Martha Carter contends that the Defendants violated TILA and Regulation Z because they did not provide her with the written disclosures required by the Act before extending credit and concluding the sale of the Ford Focus. The accuracy of the disclosures that Atchley made to Dale Carter are not in dispute, nor is the fact that Dale Carter deceived Atchley into believing that Martha Carter had actually received the disclosures. Rather, Martha Carter contends that whether Atchley intended to make the required disclosures is immaterial because strict compliance with the written disclosure provisions of the Act is required, citing Leathers v. Peoria Toyota-Volvo, 824 F. Supp. 155, 157 (C.D. Ill, 1993).

Atchley contends that TILA is wholly inapplicable to this case because a transaction between Martha Carter and Atchley was never consummated. Atchley agrees that "[c]onsummation of the transaction" is the act that triggers the disclosure requirement under the Act, see 12 C.F.R. § 226.17(b). However, Atchley argues that because Dale Carter forged Martha Carter's signature, Martha Carter was never contractually obligated to Atchley, and consequently, there was no "transaction" to be governed by TILA. Atchley concludes that "[t]his consumer protection statute was not designed to protect the thief." Atchley's Brief in Support of Motion for Summary Judgment at 7.

The Court agrees that TILA was not enacted for the protection of thieves. Rather, TILA was enacted for the protection of consumers, and Martha Carter is one type of consumer for whom TILA's protections were designed. See 12 C.F.R. § 226.1. At least one other court has analyzed whether a consumer who is not an obligor is entitled to the protections of the Act. In Belmont v. Associates Nat. Bank (Delaware), 119 F. Supp.2d 149 (E.D.N.Y. 2000), the court considered whether a credit card company had violated TILA by erroneously billing a debtor's father for credit charges, even though the father had removed his name from the son's credit account several years earlier. The creditor argued that if the plaintiff was not obligated on the account as the plaintiff claimed, then the plaintiff should not be entitled to the protections accorded to "obligor[s]" under TILA. Id. at 163-164, 15 U.S.C. § 1666-1666a.
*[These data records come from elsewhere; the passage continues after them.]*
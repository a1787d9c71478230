#![no_std]
#![cfg_attr(docsrs, feature(doc_auto_cfg))]

extern crate core as std;

#[cfg(feature = "alloc")]
extern crate alloc;

pub mod input;

pub mod serialize;

pub use input::checks::{
    first_code_points, starts_valid_escape, would_start_a_number, would_start_an_identifier,
};
pub use input::code_points::{
    is_digit, is_hex_digit, is_ident_code_point, is_ident_start_code_point, is_leading_surrogate,
    is_letter, is_lower_than_max_code_point, is_lowercase_letter, is_newline, is_non_ascii,
    is_non_printable_code_point, is_surrogate, is_trailing_surrogate, is_uppercase_letter,
    is_whitespace,
};
pub use input::filter::needs_filtering;

#[cfg(feature = "alloc")]
pub use input::filter::filter_code_points;

pub use serialize::{
    identifier_is_verbatim, string_is_verbatim, CommaSeparated, CssString, EscapedCharacter,
    EscapedCodePoint, Identifier, Local, Url, WhitespaceSeparated,
};

#[cfg(feature = "alloc")]
pub use serialize::{
    escape_character, escape_character_as_code_point, serialize_comma_separated_list,
    serialize_identifier, serialize_local, serialize_string, serialize_url,
    serialize_whitespace_separated_list,
};
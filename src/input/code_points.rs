//! https://drafts.csswg.org/css-syntax-3/#tokenizer-definitions

// U+0000 NULL
pub const NULL: u32 = 0x0000;
// U+0009 CHARACTER TABULATION
pub const CHARACTER_TABULATION: u32 = 0x0009;

pub const LF: u32 = 0x000A;
// U+000C FORM FEED (FF)
pub const FF: u32 = 0x000C;
// U+000D CARRIAGE RETURN (CR)
pub const CR: u32 = 0x000D;

pub const SPACE: u32 = 0x0020;
// U+0022 QUOTATION MARK (")
pub const QUOTATION_MARK: u32 = 0x0022;

pub const HYPHEN_MINUS: u32 = 0x002D;
// U+005C REVERSE SOLIDUS
pub const REVERSE_SOLIDUS: u32 = 0x005C;
// U+005F LOW LINE (_)
pub const LOW_LINE: u32 = 0x005F;
// U+007F DELETE
pub const DELETE: u32 = 0x007F;

/// https://drafts.csswg.org/css-syntax-3/#maximum-allowed-code-point
pub const MAX_CODE_POINT: u32 = 0x10FFFF;

/// https://drafts.csswg.org/css-syntax-3/#digit
pub const fn is_digit(c: u32) -> bool {
    matches!(c, 0x0030..=0x0039)
}

/// A [digit](is_digit), or a code point between U+0041 (A) and U+0046 (F)
/// inclusive, or a code point between U+0061 (a) and U+0066 (f) inclusive.
///
/// https://drafts.csswg.org/css-syntax-3/#hex-digit
pub const fn is_hex_digit(c: u32) -> bool {
    #[allow(clippy::match_like_matches_macro)] // for rustfmt
    match c {
        0x0030..=0x0039 | 0x0041..=0x0046 | 0x0061..=0x0066 => true,
        _ => false,
    }
}

/// https://drafts.csswg.org/css-syntax-3/#uppercase-letter
pub const fn is_uppercase_letter(c: u32) -> bool {
    matches!(c, 0x0041..=0x005A)
}

/// https://drafts.csswg.org/css-syntax-3/#lowercase-letter
pub const fn is_lowercase_letter(c: u32) -> bool {
    matches!(c, 0x0061..=0x007A)
}

/// https://drafts.csswg.org/css-syntax-3/#letter
pub const fn is_letter(c: u32) -> bool {
    is_uppercase_letter(c) || is_lowercase_letter(c)
}

/// A code point with a value equal to or greater than U+0080 \<control\>.
///
/// https://drafts.csswg.org/css-syntax-3/#non-ascii-code-point
pub const fn is_non_ascii(c: u32) -> bool {
    c >= 0x0080
}

/// https://drafts.csswg.org/css-syntax-3/#ident-start-code-point
pub const fn is_ident_start_code_point(c: u32) -> bool {
    match c {
        // letter
        0x0041..=0x005A | 0x0061..=0x007A => true,
        // non-ASCII
        0x0080.. => true,
        LOW_LINE => true,
        _ => false,
    }
}

/// https://drafts.csswg.org/css-syntax-3/#ident-code-point
pub const fn is_ident_code_point(c: u32) -> bool {
    match c {
        // digit
        0x0030..=0x0039 => true,
        HYPHEN_MINUS => true,
        c => is_ident_start_code_point(c),
    }
}

/// https://drafts.csswg.org/css-syntax-3/#non-printable-code-point
pub const fn is_non_printable_code_point(c: u32) -> bool {
    matches!(c, 0x0000..=0x0008 | 0x000B | 0x000E..=0x001F | DELETE)
}

/// [`LF`], [`CR`] or [`FF`].
///
/// CSS Syntax only names LF here because CR and FF are rewritten to LF while
/// [filtering code points](crate::input::filter). This predicate accepts all
/// three so it gives the same answer on raw and filtered input.
///
/// https://drafts.csswg.org/css-syntax-3/#newline
pub const fn is_newline(c: u32) -> bool {
    matches!(c, LF | CR | FF)
}

/// A [newline](is_newline), U+0009 CHARACTER TABULATION, or U+0020 SPACE.
///
/// https://drafts.csswg.org/css-syntax-3/#whitespace
pub const fn is_whitespace(c: u32) -> bool {
    is_newline(c) || matches!(c, CHARACTER_TABULATION | SPACE)
}

/// https://drafts.csswg.org/css-syntax-3/#maximum-allowed-code-point
pub const fn is_lower_than_max_code_point(c: u32) -> bool {
    c <= MAX_CODE_POINT
}

/// https://infra.spec.whatwg.org/#leading-surrogate
pub const fn is_leading_surrogate(c: u32) -> bool {
    matches!(c, 0xD800..=0xDBFF)
}

/// https://infra.spec.whatwg.org/#trailing-surrogate
pub const fn is_trailing_surrogate(c: u32) -> bool {
    matches!(c, 0xDC00..=0xDFFF)
}

/// https://infra.spec.whatwg.org/#surrogate
pub const fn is_surrogate(c: u32) -> bool {
    is_leading_surrogate(c) || is_trailing_surrogate(c)
}
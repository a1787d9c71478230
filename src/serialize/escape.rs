use std::fmt::{self, Write};

/// `"\"` (U+005C) followed by the character.
///
/// https://drafts.csswg.org/cssom/#escape-a-character
#[derive(Debug, Clone, Copy, PartialEq, Eq)]
pub struct EscapedCharacter(pub char);

impl fmt::Display for EscapedCharacter {
    fn fmt(&self, f: &mut fmt::Formatter<'_>) -> fmt::Result {
        f.write_char('\\')?;
        f.write_char(self.0)
    }
}

/// `"\"` (U+005C), followed by the code point as the smallest possible number
/// of lowercase hexadecimal digits, followed by a single U+0020 SPACE.
///
/// The space is always written. It ends the escape even when the next
/// character would otherwise be read as another hex digit.
///
/// Any `u32` is accepted, including surrogates.
///
/// https://drafts.csswg.org/cssom/#escape-a-character-as-code-point
#[derive(Debug, Clone, Copy, PartialEq, Eq)]
pub struct EscapedCodePoint(pub u32);

impl From<char> for EscapedCodePoint {
    fn from(c: char) -> Self {
        Self(c as u32)
    }
}

impl fmt::Display for EscapedCodePoint {
    fn fmt(&self, f: &mut fmt::Formatter<'_>) -> fmt::Result {
        write!(f, "\\{:x} ", self.0)
    }
}

#[cfg(feature = "alloc")]
mod alloc {
    use alloc::string::{String, ToString};

    use super::{EscapedCharacter, EscapedCodePoint};

    /// https://drafts.csswg.org/cssom/#escape-a-character
    pub fn escape_character(c: char) -> String {
        EscapedCharacter(c).to_string()
    }

    /// https://drafts.csswg.org/cssom/#escape-a-character-as-code-point
    pub fn escape_character_as_code_point(code_point: u32) -> String {
        EscapedCodePoint(code_point).to_string()
    }
}

#[cfg(feature = "alloc")]
pub use self::alloc::{escape_character, escape_character_as_code_point};
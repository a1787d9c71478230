use std::fmt;

use super::Emit;
use crate::input::code_points::{is_digit, is_letter, is_non_ascii};

/// https://drafts.csswg.org/cssom/#serialize-an-identifier
///
/// ```
/// use css_escape::Identifier;
///
/// assert_eq!(format!(".{}", Identifier("1st")), r".\31 st");
/// ```
#[derive(Debug, Clone, Copy, PartialEq, Eq)]
pub struct Identifier<'a>(pub &'a str);

/// Decides how the character `c` at `index` is serialized.
///
/// `first` is the first character of the identifier and `only_one` is true
/// if the identifier consists of exactly one character.
/// The first matching arm wins.
const fn emit(index: usize, c: char, first: Option<char>, only_one: bool) -> Emit {
    let u = c as u32;
    match (index, c) {
        (_, '\0') => Emit::Replacement,
        (_, '\u{0001}'..='\u{001F}' | '\u{007F}') => Emit::CodePoint,
        (0, _) if is_digit(u) => Emit::CodePoint,
        (1, _) if is_digit(u) && matches!(first, Some('-')) => Emit::CodePoint,
        (0, '-') if only_one => Emit::Escaped,
        (_, '-' | '_') => Emit::Verbatim,
        _ if is_non_ascii(u) || is_digit(u) || is_letter(u) => Emit::Verbatim,
        _ => Emit::Escaped,
    }
}

/// The first character and whether it is the only one.
const fn first_and_only(s: &str) -> (Option<char>, bool) {
    match konst::string::chars(s).next() {
        Some((c, rest)) => (Some(c), rest.next().is_none()),
        None => (None, false),
    }
}

/// Returns `true` if serializing `s` as an identifier yields `s` itself.
pub const fn identifier_is_verbatim(s: &str) -> bool {
    let (first, only_one) = first_and_only(s);

    let mut chars = konst::string::chars(s);
    let mut index = 0;
    while let Some((c, rest)) = chars.next() {
        if !emit(index, c, first, only_one).is_verbatim() {
            return false;
        }
        chars = rest;
        index += 1;
    }

    true
}

impl fmt::Display for Identifier<'_> {
    fn fmt(&self, f: &mut fmt::Formatter<'_>) -> fmt::Result {
        let s = self.0;

        if identifier_is_verbatim(s) {
            return f.write_str(s);
        }

        let (first, only_one) = first_and_only(s);

        for (index, c) in s.chars().enumerate() {
            emit(index, c, first, only_one).write(c, f)?;
        }

        Ok(())
    }
}

#[cfg(feature = "alloc")]
mod alloc {
    use alloc::string::{String, ToString};

    use super::Identifier;

    /// https://drafts.csswg.org/cssom/#serialize-an-identifier
    pub fn serialize_identifier(identifier: &str) -> String {
        Identifier(identifier).to_string()
    }
}

#[cfg(feature = "alloc")]
pub use self::alloc::serialize_identifier;
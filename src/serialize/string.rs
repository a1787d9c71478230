use std::fmt::{self, Write};

use super::Emit;
use crate::input::code_points::{DELETE, NULL, QUOTATION_MARK, REVERSE_SOLIDUS};

/// `'"'` (U+0022), followed by each character of the string escaped as needed,
/// followed by `'"'` (U+0022).
///
/// `'` (U+0027) is never escaped because the output is always quoted with `"`.
///
/// https://drafts.csswg.org/cssom/#serialize-a-string
#[derive(Debug, Clone, Copy, PartialEq, Eq)]
pub struct CssString<'a>(pub &'a str);

const fn emit(c: char) -> Emit {
    match c as u32 {
        NULL => Emit::Replacement,
        0x0001..=0x001F | DELETE => Emit::CodePoint,
        QUOTATION_MARK | REVERSE_SOLIDUS => Emit::Escaped,
        _ => Emit::Verbatim,
    }
}

/// Returns `true` if the serialized string is `s` wrapped in `"` without any escapes.
pub const fn string_is_verbatim(s: &str) -> bool {
    let mut chars = konst::string::chars(s);

    while let Some((c, rest)) = chars.next() {
        if !emit(c).is_verbatim() {
            return false;
        }
        chars = rest;
    }

    true
}

impl fmt::Display for CssString<'_> {
    fn fmt(&self, f: &mut fmt::Formatter<'_>) -> fmt::Result {
        f.write_char('"')?;

        if string_is_verbatim(self.0) {
            f.write_str(self.0)?;
        } else {
            for c in self.0.chars() {
                emit(c).write(c, f)?;
            }
        }

        f.write_char('"')
    }
}

/// `url(`, followed by the URL [serialized as a string](CssString), followed by `)`.
///
/// https://drafts.csswg.org/cssom/#serialize-a-url
#[derive(Debug, Clone, Copy, PartialEq, Eq)]
pub struct Url<'a>(pub &'a str);

impl fmt::Display for Url<'_> {
    fn fmt(&self, f: &mut fmt::Formatter<'_>) -> fmt::Result {
        write!(f, "url({})", CssString(self.0))
    }
}

/// `local(`, followed by the font name [serialized as a string](CssString), followed by `)`.
///
/// https://drafts.csswg.org/cssom/#serialize-a-local
#[derive(Debug, Clone, Copy, PartialEq, Eq)]
pub struct Local<'a>(pub &'a str);

impl fmt::Display for Local<'_> {
    fn fmt(&self, f: &mut fmt::Formatter<'_>) -> fmt::Result {
        write!(f, "local({})", CssString(self.0))
    }
}

#[cfg(feature = "alloc")]
mod alloc {
    use alloc::string::{String, ToString};

    use super::{CssString, Local, Url};

    /// https://drafts.csswg.org/cssom/#serialize-a-string
    pub fn serialize_string(s: &str) -> String {
        CssString(s).to_string()
    }

    /// https://drafts.csswg.org/cssom/#serialize-a-url
    pub fn serialize_url(url: &str) -> String {
        Url(url).to_string()
    }

    /// https://drafts.csswg.org/cssom/#serialize-a-local
    pub fn serialize_local(local: &str) -> String {
        Local(local).to_string()
    }
}

#[cfg(feature = "alloc")]
pub use self::alloc::{serialize_local, serialize_string, serialize_url};
//! Spatial layout consistency engine for an interactive 2D map/level builder.
//!
//! The crate owns the full editing lifecycle of a floor layout: translating
//! raw pointer events into validated geometry mutations, maintaining camera
//! state for pan/zoom, snapping to per-entity grids and to neighboring room
//! edges, repairing collisions, and synthesizing door connectors between
//! rooms that come to share an exact boundary. The host is responsible only
//! for wiring input events to the engine, rendering the pull-based
//! [`session::RenderSnapshot`], and persisting the resulting
//! [`engine::Action`]s.
//!
//! ## Module layout
//!
//! | Module | Role |
//! |--------|------|
//! | [`engine`] | Top-level [`engine::EngineCore`] event handlers and actions |
//! | [`session`] | In-memory entity store, camera, selection, render snapshot |
//! | [`model`] | Room / connector / furniture types and sparse updates |
//! | [`camera`] | Focal-point camera and coordinate conversions |
//! | [`input`] | Input event types and the gesture state machine |
//! | [`hit`] | Hit-testing against rooms, connectors, furniture, handles |
//! | [`grid`] | Multi-resolution grid quantization |
//! | [`snap`] | Edge-to-edge proximity snapping between rooms |
//! | [`collide`] | Overlap testing, resize clamping, nearest-valid search |
//! | [`adjacency`] | Exact-adjacency detection and connector synthesis |
//! | [`persist`] | Persistence collaborator contract and commit reconciliation |
//! | [`consts`] | Shared numeric constants (zoom limits, grids, thresholds) |

pub mod adjacency;
pub mod camera;
pub mod collide;
pub mod consts;
pub mod engine;
pub mod grid;
pub mod hit;
pub mod input;
pub mod model;
pub mod persist;
pub mod session;
pub mod snap;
The court rejected the defendant's argument stating:

Given the remedial nature of TILA, Congress's intent to protect consumers, and the courts' mandate that TILA be liberally construed, . . . the term "obligor[s]" must necessarily be construed to include those whom the creditor claims are obligors, as well as individuals who are in fact obligors in the contract law sense. Otherwise, there would be a lacuna in the statute, and an important area in the statute's remedial scheme would be left unprotected. A consumer who believes that he is not obligated under a credit account, and promptly notifies the creditor of the mistake through a proper notice of billing error, deserves the broad protections that Congress intended under the Act.

Id. at 163-164.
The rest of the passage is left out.